Georges Lofthus a disparu. Son ami, monsieur Jelly, veuf et père de deux adorables filles, s’inquiète beaucoup alors que Mme Lofthus, la propre femme du disparu, ne semble pas si inquiète. Heureusement, Bony, en vacances non loin de là, prend les choses en main.

abc_policierMon avis :

Je le dis d’entrée de jeu, ce roman n’est pas mon préféré de la série. En cause ? Bony se montre beaucoup trop sûr de lui, jusqu’à la prétention, et c’est quasiment la seule facette de sa personnalité qu’il montrera de lui dans l’enquête, mis à part ses dons de traqueurs. Maintenant que vous avez eu cette petite précision, venons-en au coeur de l’enquête.

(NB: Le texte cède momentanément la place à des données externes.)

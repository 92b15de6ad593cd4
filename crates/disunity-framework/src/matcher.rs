//! Payload matching.
//!
//! The matcher turns a parsed [`Interaction`] into an [`InvocationRecord`]:
//! the descriptor to call and the options to inject. For commands it walks
//! the option tree to find the leaf sub-command, for components and modals it
//! claims the component from the registry.
//!
//! Command resolution looks at `data.options` in this order:
//!
//! 1. a single sub-command group: the nested single leaf inside that group
//! 2. a single sub-command: the ungrouped leaf
//! 3. any other options: the top-level command, options injected verbatim
//! 4. no options: the top-level command, nothing injected

use std::sync::Arc;

use time::OffsetDateTime;
use tracing::trace;

use disunity_core::{CommandOption, Interaction, InteractionKind};

use crate::descriptor::HandlerDescriptor;
use crate::error::{DispatchError, DispatchResult};
use crate::registry::{CommandEntry, CommandGroupNode, ComponentClaim, Registry};

/// What an invocation was resolved from.
#[derive(Debug, Clone, PartialEq, Eq)]
pub enum InvocationTarget {
    /// A command or sub-command, by space-separated path.
    Command { path: String },
    /// A message component, by full custom identifier.
    Component { custom_id: String },
    /// A modal submission, by full custom identifier.
    Modal { custom_id: String },
    /// An autocomplete query, by top-level command name.
    Autocomplete { command: String },
}

impl std::fmt::Display for InvocationTarget {
    fn fmt(&self, f: &mut std::fmt::Formatter<'_>) -> std::fmt::Result {
        match self {
            Self::Command { path } => write!(f, "command '{path}'"),
            Self::Component { custom_id } => write!(f, "component '{custom_id}'"),
            Self::Modal { custom_id } => write!(f, "modal '{custom_id}'"),
            Self::Autocomplete { command } => write!(f, "autocomplete '{command}'"),
        }
    }
}

/// A resolved invocation. Computed once per interaction, never mutated.
#[derive(Debug, Clone)]
pub struct InvocationRecord {
    /// What was resolved.
    pub target: InvocationTarget,
    /// The handler to call.
    pub descriptor: Arc<HandlerDescriptor>,
    /// The options injected into the handler.
    pub options: Vec<CommandOption>,
}

/// The outcome of matching an interaction.
#[derive(Debug, Clone)]
pub enum Resolution {
    /// Invoke the handler.
    Invoke(InvocationRecord),
    /// The component timed out and must not be invoked.
    TimedOut(InvocationTarget),
}

/// Resolves interactions against a registry.
#[derive(Debug, Clone)]
pub struct PayloadMatcher {
    registry: Registry,
}

impl PayloadMatcher {
    /// Creates a matcher over the given registry.
    pub fn new(registry: Registry) -> Self {
        Self { registry }
    }

    /// Resolves an interaction at time `now`.
    ///
    /// Pings and unknown kinds are not matchable and yield
    /// [`DispatchError::UnknownInteraction`].
    pub fn resolve(
        &self,
        interaction: &Interaction,
        now: OffsetDateTime,
    ) -> DispatchResult<Resolution> {
        match interaction.interaction_kind() {
            InteractionKind::ApplicationCommand => {
                self.resolve_command(interaction).map(Resolution::Invoke)
            }
            InteractionKind::Autocomplete => {
                self.resolve_autocomplete(interaction).map(Resolution::Invoke)
            }
            InteractionKind::MessageComponent => {
                let custom_id = required_custom_id(interaction)?;
                self.claim(interaction, now, custom_id, |custom_id| {
                    InvocationTarget::Component { custom_id }
                })
            }
            InteractionKind::ModalSubmit => {
                let custom_id = required_custom_id(interaction)?;
                self.claim(interaction, now, custom_id, |custom_id| {
                    InvocationTarget::Modal { custom_id }
                })
            }
            other => Err(DispatchError::UnknownInteraction(other.code())),
        }
    }

    fn resolve_command(&self, interaction: &Interaction) -> DispatchResult<InvocationRecord> {
        let data = interaction.data();
        let name = data
            .name
            .as_deref()
            .ok_or_else(|| DispatchError::MalformedPayload("command has no name".into()))?;
        let options = data.options.as_deref().unwrap_or_default();

        self.registry
            .with_command(data.command_kind(), name, |entry| -> DispatchResult<_> {
                let entry = entry.ok_or_else(|| DispatchError::CommandNotFound(name.to_owned()))?;

                match options {
                    [group] if group.is_subcommand_group() => {
                        let node = group_node(entry, name)?;
                        let leaf = single_leaf(group)?;
                        let path = format!("{name} {} {}", group.name, leaf.name);
                        let descriptor = node
                            .grouped(&group.name, &leaf.name)
                            .ok_or_else(|| DispatchError::CommandNotFound(path.clone()))?;
                        Ok((path, Arc::clone(descriptor), leaf.children().to_vec()))
                    }
                    [leaf] if leaf.is_subcommand() => {
                        let node = group_node(entry, name)?;
                        let path = format!("{name} {}", leaf.name);
                        let descriptor = node
                            .subcommand(&leaf.name)
                            .ok_or_else(|| DispatchError::CommandNotFound(path.clone()))?;
                        Ok((path, Arc::clone(descriptor), leaf.children().to_vec()))
                    }
                    _ => match entry {
                        CommandEntry::Command(descriptor) => {
                            Ok((name.to_owned(), Arc::clone(descriptor), options.to_vec()))
                        }
                        CommandEntry::Group(_) => Err(DispatchError::InvalidMethodUse(format!(
                            "'{name}' has sub-commands but none was invoked"
                        ))),
                    },
                }
            })
            .map(|(path, descriptor, options)| {
                trace!(command = %path, options = options.len(), "Command matched");
                InvocationRecord {
                    target: InvocationTarget::Command { path },
                    descriptor,
                    options,
                }
            })
    }

    fn resolve_autocomplete(&self, interaction: &Interaction) -> DispatchResult<InvocationRecord> {
        let data = interaction.data();
        let name = data
            .name
            .as_deref()
            .ok_or_else(|| DispatchError::MalformedPayload("autocomplete has no name".into()))?;
        let descriptor = self
            .registry
            .lookup_autocomplete(name)
            .ok_or_else(|| DispatchError::AutocompleteNotFound(name.to_owned()))?;

        // Descend through sub-command layers so the focused option is reachable.
        let mut options = data.options.as_deref().unwrap_or_default();
        while let [nested] = options {
            if !(nested.is_subcommand() || nested.is_subcommand_group()) {
                break;
            }
            options = nested.children();
        }

        Ok(InvocationRecord {
            target: InvocationTarget::Autocomplete {
                command: name.to_owned(),
            },
            descriptor,
            options: options.to_vec(),
        })
    }

    fn claim(
        &self,
        interaction: &Interaction,
        now: OffsetDateTime,
        custom_id: String,
        target: impl FnOnce(String) -> InvocationTarget,
    ) -> DispatchResult<Resolution> {
        let sent_at = interaction.message.as_ref().and_then(|m| m.created_at());

        match self.registry.claim_component(&custom_id, sent_at, now) {
            Some(ComponentClaim::Active(descriptor)) => Ok(Resolution::Invoke(InvocationRecord {
                target: target(custom_id),
                descriptor,
                options: Vec::new(),
            })),
            Some(ComponentClaim::Expired) => Ok(Resolution::TimedOut(target(custom_id))),
            None => Err(DispatchError::ComponentNotFound(custom_id)),
        }
    }
}

fn required_custom_id(interaction: &Interaction) -> DispatchResult<String> {
    interaction
        .data()
        .custom_id
        .clone()
        .ok_or_else(|| DispatchError::MalformedPayload("component has no custom_id".into()))
}

fn group_node<'a>(
    entry: &'a CommandEntry,
    name: &str,
) -> DispatchResult<&'a CommandGroupNode> {
    match entry {
        CommandEntry::Group(node) => Ok(node),
        CommandEntry::Command(_) => Err(DispatchError::InvalidMethodUse(format!(
            "'{name}' is registered without sub-commands"
        ))),
    }
}

fn single_leaf(group: &CommandOption) -> DispatchResult<&CommandOption> {
    match group.children() {
        [leaf] if leaf.is_subcommand() => Ok(leaf),
        _ => Err(DispatchError::MalformedPayload(format!(
            "group '{}' does not hold exactly one sub-command",
            group.name
        ))),
    }
}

Déjà, nous savons que Bony est en vacances, seul, Marie Bonaparte, sa femme est restée à la maison, et ses trois fils vaquent à leurs occupations (étude ou travail selon leur âge). Apprenant la disparition inexpliquée d’un fermier (sa voiture a été retrouvée), il va aider la police locale, tout en dissimulant qu’il est un policier : les gens se confient davantage à un ouvrier de passage (il se fait engager parmi les « lapins », c’est à dire ce qui travaillent à la clôture de protection contre les lapins) qu’à un policier.

Sa méthode fonctionne-t-elle ? Bien sûr ! Il n’y a pas que cela, puisqu’un autre mystère hante la communauté : le business de Mr Jelly. Il disparaît trois à quatre fois par an, pour une durée indéterminée. Ce veuf (sa femme a été assassinée, son meurtrier condamné) ferait-il la fête, aurait-il une maîtresse cachée ? Difficile à dire puisqu’il revient de ses escapades plus riche qu’il n’était parti. Si Bony se mêle de cet histoire, c’est à la fois pour aider Eric, l’amoureux transi de Lucy, la fille aînée (pendant que Bony parle « meurtre » avec Jelly, lui peut rester seul avec Lucy) mais aussi Lucy, qui s’inquiète des absences de son père et de ses humeurs moroses à son retour. Je reconnais qu’il m’a fallu les deux tiers du roman pour comprendre en quoi consistait son secret, néanmoins, je l’ai trouvé, ce qui n’est pas si mal. Pour ceux qui n’y seraient pas parvenus, l’épilogue est particulièrement bien conçue – et nous questionne aussi, nous, lecteurs de 2016.

La petite communauté était-elle paisible avant l’arrivée de Bony ? Pas vraiment. Le chômage (déjà) était fréquent, le racisme logique ou presque – il ne dérange personne, et certains de s’indigner que Bony, un métisse, ait pu trouver du travail alors que tant de blancs sont au chômage. Les personnalités flamboyantes ne manquent pas, non plus que les couples atypiques et attachants. La farce y côtoie la tragédie.

Le business de Mr Jelly est une triple enquête réussie pour Bony, celui qui n’échoue jamais.